While I'm not suggesting it's a good strategy to short continuously, unless you short a hard to borrow stock, the borrowing fee for shorting a stock is typically much lower (as in 0.25% yearly) than the interest you can get on the cash you get to hold after short sell a stock (should be 4.5%-5% with the current fed funds rate).
So, other than the transactions fee, shorting a stock that doesn't move is a way to arbitrage the spread between the Fed funds rate (minus 0.5% or so depending on your broker) and the stock borrowing rate.
Not sure about other brokers but with IBKR I get paid interest on shorted stock. If you don't your borrowing fees are essentially higher than they could be.
I wonder if the author meant to pick Akamai (AKAM), not Alkami (ALKT). The latter is an odd choice among the rest of the picks. I suspect they have mixed up the names.
Thanks for the write up. There is a typo in your third thesis bullet, I believe “stratefy” should be “strategy”.
Also - I’m curious as to the outcome if you were to exclude AMZN and MSFT. I think their size and broad array of product offerings skews the outcome for this analysis
Yeah you're right. Although, how bad would "S3 is deleted worldwide" be? Or "RDS is down for the foreseeable future"? So IDK... The other problem with them is how big they are, so you can't take proportional weights in them, which messes with risk a bit. I think this is a crap strategy but an interesting idea. As others said, the sentiment scanning probably has a better shot, and you pay the huge spread trading outside RTH.
> Should we trade telcos?
> Nope, BGP is a great protocol used in the Internet; it would be so difficult for a single name stock to take down the global Internet.

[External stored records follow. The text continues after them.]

use std::fs;
use std::io;
use std::path::{Path, PathBuf};

use serde::{Deserialize, Serialize};

use crate::config::{
    DEFAULT_GRID_HEIGHT, DEFAULT_GRID_WIDTH, DEFAULT_TICKS_PER_SECOND, GridSize, MAX_GRID_EDGE,
    MAX_TICKS_PER_SECOND, MIN_GRID_EDGE, MIN_TICKS_PER_SECOND, Palette,
};
use crate::error::SettingsError;

const APP_DIR_NAME: &str = "snake";
const SETTINGS_FILE_NAME: &str = "settings.json";
const LOG_FILE_NAME: &str = "snake.log";

/// User-tunable session settings, loaded from JSON.
///
/// Every field is optional in the file; missing ones take the defaults.
#[derive(Debug, Clone, PartialEq, Eq, Serialize, Deserialize)]
#[serde(default)]
pub struct Settings {
    pub grid_width: u16,
    pub grid_height: u16,
    pub ticks_per_second: u32,
    /// Fixed RNG seed for reproducible sessions.
    pub seed: Option<u64>,
    pub palette: Palette,
}

impl Default for Settings {
    fn default() -> Self {
        Self {
            grid_width: DEFAULT_GRID_WIDTH,
            grid_height: DEFAULT_GRID_HEIGHT,
            ticks_per_second: DEFAULT_TICKS_PER_SECOND,
            seed: None,
            palette: Palette::default(),
        }
    }
}

/// Values given on the command line; each one wins over the file.
#[derive(Debug, Clone, Copy, Default, PartialEq, Eq)]
pub struct Overrides {
    pub grid_width: Option<u16>,
    pub grid_height: Option<u16>,
    pub ticks_per_second: Option<u32>,
    pub seed: Option<u64>,
}

impl Settings {
    /// Reads settings from a JSON file.
    pub fn load(path: &Path) -> Result<Self, SettingsError> {
        let raw = fs::read_to_string(path).map_err(|source| SettingsError::Io {
            path: path.to_path_buf(),
            source,
        })?;

        Self::from_json(&raw).map_err(|source| SettingsError::Parse {
            path: path.to_path_buf(),
            source,
        })
    }

    /// Resolves settings for a session.
    ///
    /// An explicit path must exist. Without one, the default location is used
    /// when present and built-in defaults otherwise.
    pub fn resolve(explicit: Option<&Path>, overrides: Overrides) -> Result<Self, SettingsError> {
        let base = match explicit {
            Some(path) => Self::load(path)?,
            None => match default_settings_path() {
                Some(path) => load_if_present(&path)?,
                None => Self::default(),
            },
        };

        let settings = base.with_overrides(overrides);
        settings.validate()?;
        Ok(settings)
    }

    fn from_json(raw: &str) -> Result<Self, serde_json::Error> {
        serde_json::from_str(raw)
    }

    /// Applies command-line values on top of these settings.
    #[must_use]
    pub fn with_overrides(mut self, overrides: Overrides) -> Self {
        if let Some(width) = overrides.grid_width {
            self.grid_width = width;
        }
        if let Some(height) = overrides.grid_height {
            self.grid_height = height;
        }
        if let Some(speed) = overrides.ticks_per_second {
            self.ticks_per_second = speed;
        }
        if overrides.seed.is_some() {
            self.seed = overrides.seed;
        }
        self
    }

    /// Rejects grids and speeds outside the supported ranges.
    pub fn validate(&self) -> Result<(), SettingsError> {
        let edge_ok = |edge: u16| (MIN_GRID_EDGE..=MAX_GRID_EDGE).contains(&edge);
        if !edge_ok(self.grid_width) || !edge_ok(self.grid_height) {
            return Err(SettingsError::InvalidGrid {
                width: self.grid_width,
                height: self.grid_height,
                min: MIN_GRID_EDGE,
                max: MAX_GRID_EDGE,
            });
        }

        if !(MIN_TICKS_PER_SECOND..=MAX_TICKS_PER_SECOND).contains(&self.ticks_per_second) {
            return Err(SettingsError::InvalidSpeed {
                ticks_per_second: self.ticks_per_second,
                min: MIN_TICKS_PER_SECOND,
                max: MAX_TICKS_PER_SECOND,
            });
        }

        Ok(())
    }

    /// Returns the playfield size.
    #[must_use]
    pub fn grid(&self) -> GridSize {
        GridSize {
            width: self.grid_width,
            height: self.grid_height,
        }
    }
}

fn load_if_present(path: &Path) -> Result<Settings, SettingsError> {
    match Settings::load(path) {
        Err(SettingsError::Io { source, .. }) if source.kind() == io::ErrorKind::NotFound => {
            Ok(Settings::default())
        }
        other => other,
    }
}

/// Returns the platform-correct settings file path, if a config dir exists.
#[must_use]
pub fn default_settings_path() -> Option<PathBuf> {
    let mut base = dirs::config_dir()?;
    base.push(APP_DIR_NAME);
    base.push(SETTINGS_FILE_NAME);
    Some(base)
}

/// Returns the platform-correct log file path.
#[must_use]
pub fn default_log_path() -> PathBuf {
    let mut base = dirs::data_local_dir().unwrap_or_else(|| PathBuf::from("."));
    base.push(APP_DIR_NAME);
    base.push(LOG_FILE_NAME);
    base
}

There’s a decent amount of “good news overnight” because of time zones.
Samsung release earnings with higher than expected phone demand, Apple will drop. Apple releases higher device projections, TMC will rise. Nokia releases new projections, people say “oh yeah, Nokia is a thing”.
Except in very rare cases, congress people have no non-public material information.
Nancy Pelosi has as much clue as you about NVDAs prospects. Nancy makes more money than an average HN reader because she isn't too smart to worry about small risks that HN reader gets tripped up.
Every one knew about Covid coming. Worse, people who sold off during covid are worse off than the ones who just held it.
Indeed, everyone believes congresspeople have some special exception to insider trading rules. In fact, they are subject to the same insider trading rules as everyone else, and the conduct they engage in simply doesn’t meet the (unintuitive) legal definition of insider trading.
Some efforts to impose a different, more expansive definition on congresspeople have failed, which might be the source of that misconception.
Correct but respectfully I think you didn't read the post fully. I mentioned within I'd hedge by buying an equal dollar amount of NDX futures which makes it a bit more beta neutral. If those stocks rise, so does the NDX, and my losses on the shorts are offset. But the whole thing won't work anyways due to high trading costs. Unless somehow you can make markets very well at huge scale.
So, other than the transactions fee, shorting a stock that doesn't move is a way to arbitrage the spread between the Fed funds rate (minus 0.5% or so depending on your broker) and the stock borrowing rate.